Detection of alkali-silica reaction within large-scale concrete by ultrasound non-collinear wave mixing

Abstract

Early detection of alkali-silica reaction (ASR) with nondestructive evaluation (NDE) is important for the monitoring of damage and assessment of repair performance, while effective NDE in large-scale reinforced concrete elements remains challenging. Nonlinear acoustic methods have shown promise for this application due to their sensitivity to the microscale damage characteristic of early-stage ASR. The objective of this investigation is to examine if a recently introduced NDE method employing ultrasonic non-collinear wave mixing may be used to detect and quantify internal ASR damage in large-scale reinforced concrete elements. Measured nonlinearity parameters from an undamaged concrete column are compared with those from reinforced and unreinforced concrete columns both experiencing ASR damage. This study incorporates corrections for attenuation and diffraction in the measured amplitudes of the mixed wave signals to allow for direct comparisons among the three columns, and at two different depths.
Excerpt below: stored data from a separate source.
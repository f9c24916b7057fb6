// SPDX-FileCopyrightText: 2026 Daniel Nylander <daniel@danielnylander.se>
//
// SPDX-License-Identifier: GPL-3.0-or-later

use std::path::{Path, PathBuf};
use serde::Serialize;
use thiserror::Error as TeError;
use walkdir::WalkDir;

use crate::entry::{EntryState, TranslationEntry};
use crate::i18n_file::{self, I18nFileKind, ParseError};

#[derive(TeError, Debug)]
pub enum CmdError {
    #[error("Fail to load translation file because: {0}")]
    LoadFile(#[from] ParseError),
    #[error("Fail to walk directory because: {0}")]
    WalkDir(#[from] walkdir::Error),
    #[error("No translation files found under {0:?}")]
    NoTranslationFiles(PathBuf),
    #[error("Fail to serialize stats: {0}")]
    Serde(#[from] serde_json::Error),
}

#[derive(clap::ValueEnum, Clone, Default, Copy, Debug)]
pub enum StatsFormat {
    #[default]
    PlainTable,
    Json,
}

#[derive(Debug, Default, Serialize, PartialEq)]
pub struct EntryStats {
    pub total: u64,
    pub translated: u64,
    pub untranslated: u64,
    pub fuzzy: u64,
    pub truncated: u64,
}

impl EntryStats {
    pub fn from_entries(entries: &[TranslationEntry]) -> Self {
        let mut stats = EntryStats::default();
        for entry in entries {
            stats.total += 1;
            match entry.state {
                EntryState::Translated => stats.translated += 1,
                EntryState::Untranslated => stats.untranslated += 1,
                EntryState::Fuzzy => stats.fuzzy += 1,
            }
            if entry.is_truncated() {
                stats.truncated += 1;
            }
        }
        stats
    }

    /// The "Completeness" value shown in the statistics table.
    pub fn completeness_percentage(&self) -> f64 {
        if self.total == 0 {
            0.0
        } else {
            (self.translated as f64 / self.total as f64) * 100.0
        }
    }
}

impl std::ops::AddAssign<&Self> for EntryStats {
    fn add_assign(&mut self, rhs: &Self) {
        self.total += rhs.total;
        self.translated += rhs.translated;
        self.untranslated += rhs.untranslated;
        self.fuzzy += rhs.fuzzy;
        self.truncated += rhs.truncated;
    }
}

#[derive(Serialize)]
struct FileStats {
    path: PathBuf,
    #[serde(flatten)]
    stats: EntryStats,
}

/// Collects the translation files covered by the given path: the path itself
/// when it is a file, otherwise every .po/.pot/.ts below it, sorted.
fn collect_translation_files(path: &Path) -> Result<Vec<PathBuf>, CmdError> {
    if !path.is_dir() {
        return Ok(vec![path.to_path_buf()]);
    }
    let mut files = Vec::new();
    for dir_entry in WalkDir::new(path).sort_by_file_name() {
        let dir_entry = dir_entry?;
        if !dir_entry.file_type().is_file() {
            continue;
        }
        if I18nFileKind::from_ext_hint(dir_entry.path()).is_ok() {
            files.push(dir_entry.path().to_path_buf());
        }
    }
    if files.is_empty() {
        return Err(CmdError::NoTranslationFiles(path.to_path_buf()));
    }
    Ok(files)
}

fn print_plain_table(all_stats: &[FileStats]) {
    println!("| Completeness | Total | Translated | Untranslated | Fuzzy | Truncated | File |");
    println!("| ------------ | ----- | ---------- | ------------ | ----- | --------- | ---- |");
    for file_stats in all_stats {
        let s = &file_stats.stats;
        println!(
            "| {0:>11.2}% | {1:5} | {2:10} | {3:12} | {4:5} | {5:9} | {6} |",
            s.completeness_percentage(), s.total, s.translated, s.untranslated,
            s.fuzzy, s.truncated, file_stats.path.display(),
        );
    }
    if all_stats.len() > 1 {
        let mut totals = EntryStats::default();
        for file_stats in all_stats {
            totals += &file_stats.stats;
        }
        println!(
            "| {0:>11.2}% | {1:5} | {2:10} | {3:12} | {4:5} | {5:9} | (total) |",
            totals.completeness_percentage(), totals.total, totals.translated,
            totals.untranslated, totals.fuzzy, totals.truncated,
        );
    }
}

pub fn subcmd_statistics(path: &Path, format: StatsFormat) -> Result<(), CmdError> {
    let mut all_stats = Vec::new();
    for file in collect_translation_files(path)? {
        let entries = i18n_file::parse_file(&file)?;
        all_stats.push(FileStats {
            path: file,
            stats: EntryStats::from_entries(&entries),
        });
    }

    match format {
        StatsFormat::PlainTable => print_plain_table(&all_stats),
        StatsFormat::Json => println!("{}", serde_json::to_string_pretty(&all_stats)?),
    }

    Ok(())
}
The nonlinearity parameters measured for the undamaged and ASR-affected columns show clear differences, which are independently validated through scanning electron microscopy (SEM) and ultrasonic second harmonic wave generation (SHG) testing on an extracted core. While severities of damage at two depths were not clearly discernible by SEM, the nonlinearity metrics from both wave mixing and SHG measurements exhibit similar trends of higher nonlinearity at greater depths. These experimental results demonstrate that the non-collinear wave mixing technique is a promising NDE method for detecting and quantifying internal microscale damage in large-scale concrete members.